E-commerce Logistics Market Restraints
Numerous returns due to product defects and delivery failures increase logistics costs, which is one of the factors affecting the forecasted annual market growth. Moreover, cost pressure is driving e-commerce logistics companies to shift to ground transportation for deliveries, which may negatively impact market growth in the near future.
COVID-19 Impact:
Consumers have turned to digital to buy groceries and pay bills to beat the lockdown blues during the pandemic. While many industries have stumbled through the difficult lockdown period, one industry has been granted free passage and is making the most of the e-commerce logistics opportunity. With most of the brick-and-mortar stores forced to close, most of the former offline buyers have turned to online shopping mode. With the rapid growth of e-commerce, companies must deal with intricate supply chains, rising fuel costs, and increasing competition. It may be feasible for a 3PL to manage these constraints and remain competitive, but doing so becomes more challenging as multi-customer fulfillment models are implemented. Multi-customer fulfillment methods are less expensive than dedicated fulfillment methods. With brick-and-mortar stores closed, people have been forced to turn to online shopping for their most basic needs, including food, furniture, technology, and clothing. Definition of E-commerce logistics:
E-commerce logistics is well-defined as the supply chain through which a company's online customer orders are fulfilled. This is the process from the point of manufacture until the product is delivered to the consumer-commerce logistics include providing warehousing, transportation, value-added services, packaging, and other services. The development of digital technology led to a surge in the demand for several applications in the e-commerce logistics market.

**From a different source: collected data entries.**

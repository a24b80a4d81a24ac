//! Error module orchestrator following the RSB module specification.
//!
//! Downstream code imports the unified error type from here while the
//! implementation lives in the private `types` module.

mod types;

pub use self::types::{BoardError, Result};
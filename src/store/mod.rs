//! Store module orchestrator following the RSB module specification.

mod core;

pub use self::core::{JsonFileStore, MemoryPageStore, PageStore, validate_for_save};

The ongoing coronavirus crisis has severely impacted many industries. As of March 2020, the fastest declining e-commerce categories were luggage and suitcases, as well as briefcases, each having a decrease of 77 percent year-over-year. With a variety of travel bans in place during the coronavirus, it is no surprise that any kind of travel-related purchases and bookings are on hold for the foreseeable future.
During the peak of the coronavirus (COVID-19) crisis (March-April 2020) when many countries worldwide introduced lockdown measures, e-commerce share in total retail sales saw proportions that were not seen before. In the United Kingdom, where an already mature e-commerce market exists, e-commerce share saw as high as 31.3 percent, before stabilizing in the subsequent periods. In the most current period (as of January 31, 2021), United Kingdom, United States and Canada were the leading countries where e-commerce had a higher share as a proportion of total retail, at 24, 17, and 15 percent, respectively.